WHAT IS NEEDED: From the entries below, copy out every line with "Override" in it.

DATA FOR THE TASK:
##########

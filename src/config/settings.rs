//! Process configuration.
//!
//! Resolved once at startup and passed explicitly to every collaborator.
//! Precedence: CLI flag > `DETAIL_OPS_CONFIG` file > built-in defaults.
//! Credentials are never part of this file; see [`super::Registry`].

use std::path::{Path, PathBuf};
use std::time::Duration;

use serde::Deserialize;

use super::error::{ConfigError, ConfigResult};
use super::paths::get_lock_path;
use super::registry::Role;
use crate::sync::{DEFAULT_COLLECTIONS, is_protected};

/// Default per-call timeout against the data store.
pub const DEFAULT_REQUEST_TIMEOUT_SECS: u64 = 30;

/// Fixed connection settings of one environment.
#[derive(Debug, Clone, PartialEq, Eq, Deserialize)]
#[serde(deny_unknown_fields)]
pub struct EnvironmentSettings {
    /// Display label used in logs and reports
    pub name: String,
    /// Base URL of the hosted project
    pub endpoint: String,
}

/// detail-ops configuration.
#[derive(Debug, Clone, PartialEq, Eq, Deserialize)]
#[serde(default, deny_unknown_fields)]
pub struct Config {
    pub source: EnvironmentSettings,
    pub target: EnvironmentSettings,
    /// Configuration-class collections promoted from source to target, in order
    pub collections: Vec<String>,
    pub request_timeout_secs: u64,
    /// Advisory lock serializing sync jobs
    pub lock_path: PathBuf,
}

impl Default for Config {
    fn default() -> Self {
        Self {
            source: EnvironmentSettings {
                name: "Production".to_string(),
                endpoint: "https://detailing-prod.supabase.co".to_string(),
            },
            target: EnvironmentSettings {
                name: "Development".to_string(),
                endpoint: "https://detailing-dev.supabase.co".to_string(),
            },
            collections: DEFAULT_COLLECTIONS.iter().map(|c| c.to_string()).collect(),
            request_timeout_secs: DEFAULT_REQUEST_TIMEOUT_SECS,
            lock_path: get_lock_path(),
        }
    }
}

impl Config {
    /// Load configuration from an optional YAML file and validate it.
    ///
    /// Sections missing from the file keep their defaults.
    pub fn load(path: Option<&Path>) -> ConfigResult<Self> {
        let config = match path {
            Some(path) => Self::from_file(path)?,
            None => Self::default(),
        };
        config.validate()?;
        Ok(config)
    }

    fn from_file(path: &Path) -> ConfigResult<Self> {
        let raw = std::fs::read_to_string(path).map_err(|source| ConfigError::Read {
            path: path.to_path_buf(),
            source,
        })?;
        serde_yaml::from_str(&raw).map_err(|source| ConfigError::Parse {
            path: path.to_path_buf(),
            source,
        })
    }

    /// Reject configurations that could leak customer data or never connect.
    pub fn validate(&self) -> ConfigResult<()> {
        if let Some(collection) = self.collections.iter().find(|c| is_protected(c)) {
            return Err(ConfigError::TransactionalCollection {
                collection: collection.clone(),
            });
        }

        for role in [Role::Source, Role::Target] {
            let endpoint = &self.environment(role).endpoint;
            if !(endpoint.starts_with("https://") || endpoint.starts_with("http://")) {
                return Err(ConfigError::InvalidEndpoint {
                    role,
                    endpoint: endpoint.clone(),
                });
            }
        }

        if self.request_timeout_secs == 0 {
            return Err(ConfigError::InvalidTimeout);
        }

        Ok(())
    }

    /// Settings for the given role.
    pub fn environment(&self, role: Role) -> &EnvironmentSettings {
        match role {
            Role::Source => &self.source,
            Role::Target => &self.target,
        }
    }

    pub fn request_timeout(&self) -> Duration {
        Duration::from_secs(self.request_timeout_secs)
    }

    /// Override the lock file location (CLI flag).
    pub fn with_lock_path(mut self, path: PathBuf) -> Self {
        self.lock_path = path;
        self
    }

    /// Override the per-call timeout (CLI flag).
    pub fn with_request_timeout(mut self, timeout: Duration) -> Self {
        self.request_timeout_secs = timeout.as_secs();
        self
    }
}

##########

ANSWER FOR THIS EXERCISE:
    /// Override the lock file location (CLI flag).
    /// Override the per-call timeout (CLI flag).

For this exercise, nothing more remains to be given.